Keep all things glittery (tinsel, icicles, twinkling lights, shiny ribbon, and glitter) up high.  For curious kittens, try to eliminate temptation as much as possible by forgoing the sparkle this year.

2  Packages

Young children aren’t the only ones who don’t realize it’s a no-no to open presents early.  House rabbits, dogs that sniff out treats, and cats who detect hidden catnip are all tempted to tamper with gifts.  Keep those packages up high in a closet until you’re ready to give your gifts to your four-legged (and winged) friends.

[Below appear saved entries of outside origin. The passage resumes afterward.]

//! Reference records — the read-only tables a service request points into.
//!
//! Companies, drivers, vehicles and municipalities are maintained elsewhere
//! and only looked up here. Fields the upstream data may leave out are
//! `Option`s so "missing" stays distinct from "empty".

use serde::{Deserialize, Serialize};

use crate::id::{CompanyId, DriverId, MunicipalityId, VehicleId};

/// A client company contracting trips.
#[derive(Debug, Clone, PartialEq, Eq, Serialize, Deserialize)]
pub struct Company {
    pub id: CompanyId,
    pub name: String,
    #[serde(default, skip_serializing_if = "Option::is_none")]
    pub nit: Option<String>,
}

impl Company {
    /// Display label, e.g. `Transportes Andinos S.A.S. (NIT 900123456)`.
    #[must_use]
    pub fn label(&self) -> String {
        match &self.nit {
            Some(nit) => format!("{} (NIT {nit})", self.name),
            None => self.name.clone(),
        }
    }
}

/// A driver who can be assigned to a trip.
#[derive(Debug, Clone, PartialEq, Eq, Serialize, Deserialize)]
pub struct Driver {
    pub id: DriverId,
    pub name: String,
    #[serde(default, skip_serializing_if = "Option::is_none")]
    pub document: Option<String>,
    #[serde(default, skip_serializing_if = "Option::is_none")]
    pub phone: Option<String>,
}

impl Driver {
    /// Display label: the driver's name.
    #[must_use]
    pub fn label(&self) -> String {
        self.name.clone()
    }
}

/// A vehicle that can be assigned to a trip.
#[derive(Debug, Clone, PartialEq, Eq, Serialize, Deserialize)]
pub struct Vehicle {
    pub id: VehicleId,
    pub plate: String,
    #[serde(default, skip_serializing_if = "Option::is_none")]
    pub brand: Option<String>,
    #[serde(default, skip_serializing_if = "Option::is_none")]
    pub model: Option<String>,
}

impl Vehicle {
    /// Display label, e.g. `ABC123 — Toyota Hilux`.
    #[must_use]
    pub fn label(&self) -> String {
        let description: Vec<&str> = [self.brand.as_deref(), self.model.as_deref()]
            .into_iter()
            .flatten()
            .collect();
        if description.is_empty() {
            self.plate.clone()
        } else {
            format!("{} — {}", self.plate, description.join(" "))
        }
    }
}

/// A municipality used as the coarse origin or destination of a trip.
#[derive(Debug, Clone, PartialEq, Eq, Serialize, Deserialize)]
pub struct Municipality {
    pub id: MunicipalityId,
    pub name: String,
    pub department: String,
}

impl Municipality {
    /// Display label, e.g. `Medellín, Antioquia`.
    #[must_use]
    pub fn label(&self) -> String {
        format!("{}, {}", self.name, self.department)
    }
}
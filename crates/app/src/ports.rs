//! Port definitions — traits that adapters implement.
//!
//! Ports are the boundaries between the application core and the outside world.
//! They are defined here (in `app`) so that both the use-case layer and the
//! adapter layer can depend on them without creating circular dependencies.

pub mod address_resolver;
pub mod catalogs;
pub mod storage;

pub use address_resolver::AddressResolver;
pub use catalogs::ReferenceCatalogs;
pub use storage::ServiceRequestRepository;
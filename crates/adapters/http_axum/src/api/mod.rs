//! JSON REST API handler modules.

#[allow(clippy::missing_errors_doc)]
pub mod catalogs;
#[allow(clippy::missing_errors_doc)]
pub mod service_requests;

use axum::Router;
use axum::routing::{get, post};

use tripdesk_app::ports::{ReferenceCatalogs, ServiceRequestRepository};

use crate::state::AppState;

/// Build the `/api` sub-router.
pub fn routes<R, C>() -> Router<AppState<R, C>>
where
    R: ServiceRequestRepository + Send + Sync + 'static,
    C: ReferenceCatalogs + Send + Sync + 'static,
{
    Router::new()
        // Catalogs
        .route("/catalogs/companies", get(catalogs::companies::<R, C>))
        .route("/catalogs/drivers", get(catalogs::drivers::<R, C>))
        .route("/catalogs/vehicles", get(catalogs::vehicles::<R, C>))
        .route(
            "/catalogs/municipalities",
            get(catalogs::municipalities::<R, C>),
        )
        // Service requests
        .route(
            "/service-requests",
            get(service_requests::list::<R, C>).post(service_requests::create::<R, C>),
        )
        .route(
            "/service-requests/validate/{step}",
            post(service_requests::validate::<R, C>),
        )
        .route(
            "/service-requests/{id}",
            get(service_requests::get::<R, C>).put(service_requests::update::<R, C>),
        )
        .route(
            "/service-requests/{id}/summary",
            get(service_requests::summary::<R, C>),
        )
        .route(
            "/service-requests/{id}/cancel",
            post(service_requests::cancel::<R, C>),
        )
}
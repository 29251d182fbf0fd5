//! `SQLite` connection pool setup and migration runner.

use std::str::FromStr;
use std::time::Duration;

use sqlx::SqlitePool;
use sqlx::sqlite::{SqliteConnectOptions, SqliteJournalMode, SqlitePoolOptions, SqliteSynchronous};

use crate::error::StorageError;

/// Configuration for the `SQLite` storage adapter.
#[derive(Debug, Clone)]
pub struct Config {
    /// `SQLite` connection URL (e.g. `sqlite:tripdesk.db` or `sqlite::memory:`).
    pub database_url: String,
    /// Upper bound on pooled connections.
    pub max_connections: u32,
    /// How long a connection waits on a locked database before failing.
    pub busy_timeout: Duration,
}

impl Config {
    pub const DEFAULT_MAX_CONNECTIONS: u32 = 5;
    pub const DEFAULT_BUSY_TIMEOUT: Duration = Duration::from_secs(5);

    /// Configuration for `database_url` with default pool settings.
    #[must_use]
    pub fn new(database_url: impl Into<String>) -> Self {
        Self {
            database_url: database_url.into(),
            max_connections: Self::DEFAULT_MAX_CONNECTIONS,
            busy_timeout: Self::DEFAULT_BUSY_TIMEOUT,
        }
    }

    /// Build a [`Database`] from this configuration.
    ///
    /// Creates the database file if missing, switches file databases to
    /// write-ahead logging so readers do not block the writer, and runs all
    /// pending migrations.
    ///
    /// # Errors
    ///
    /// Returns [`StorageError`] if the connection or migrations fail.
    pub async fn build(self) -> Result<Database, StorageError> {
        let mut options = SqliteConnectOptions::from_str(&self.database_url)?
            .create_if_missing(true)
            .busy_timeout(self.busy_timeout);
        if !is_in_memory(&self.database_url) {
            options = options
                .journal_mode(SqliteJournalMode::Wal)
                .synchronous(SqliteSynchronous::Normal);
        }

        let pool = SqlitePoolOptions::new()
            .max_connections(self.max_connections)
            .connect_with(options)
            .await?;

        sqlx::migrate!("./migrations").run(&pool).await?;

        tracing::debug!(
            max_connections = self.max_connections,
            busy_timeout = ?self.busy_timeout,
            "sqlite pool ready"
        );
        Ok(Database { pool })
    }
}

// In-memory databases keep their own journal and ignore WAL.
fn is_in_memory(database_url: &str) -> bool {
    database_url.contains(":memory:") || database_url.contains("mode=memory")
}

/// Holds the `SQLite` connection pool and provides access to it.
pub struct Database {
    pool: SqlitePool,
}

impl Database {
    /// Borrow the underlying connection pool.
    #[must_use]
    pub fn pool(&self) -> &SqlitePool {
        &self.pool
    }
}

For chewers who don’t care what’s in the package (they just want to chew!), consider investing in a baby play yard.  These multi-panel, flexible arrangement wonders can be set-up around a Christmas tree perimeter and easily moved.   They are not indestructible, so don’t leave sneaky pets unattended near one.  They do, however, buy you a little time before complete destruction commences.

3  Trees

Speaking of Christmas trees, it’s smart to secure your tree from above, not just below.  It’s all too easy for a rambunctious pet (or child) to get under the lower branches and up-end the whole tree.  Consider putting an eyehook in the adjacent wall and securing a piece of rope or heavy twine to the tree trunk or center pole to said hook.  This provides a little more stability in the event of unexpected movement below.

4  Plants

Mistletoe, poinsettias, and holly are poisonous to pets!  Christmas cactus can also be a sticky problem.  If you have any on hand, be sure the plants are up out of reach of curious pets.

If you have cats that just can’t resist, it might be wiser to donate the plant to a nursing home than risk an emergency trip to the veterinarian’s office over the holiday.  Pine can be terribly irritating (even deadly) if consumed, and sap can be a nasty skin irritant.

If you buy a live or fresh cut tree, be especially watchful of your pets to make sure they aren’t gnawing on needles or rubbing against the trunk.

5  Candles

We’ve all seen the videos of cats that inadvertently catch the tip of their tail on a candle flame.  It’s funny until you see the burns on the poor creature’s tail and have a ruined pair of curtains!  Try swapping out traditional tapers for LED candles.  They give a wonderful ambiance without the fire hazard.

6  Scent

Remember the lady at the supermarket who smelled like she bathed in cheap perfume?  Yeah, that’s what the holidays can be like for our animals too.  Resist the temptation to spray toxic chemical “air fresheners” as these can be particularly challenging for pets.

As the mist settles to the floor, it becomes heavily concentrated and irritating for our low-to-the-ground companions.  If you feel you must freshen the air, remove the pets from the area first and then mist the room with a mixture of peppermint essential oil and plain water.  Wait at least 15 minutes before allowing your pets back in.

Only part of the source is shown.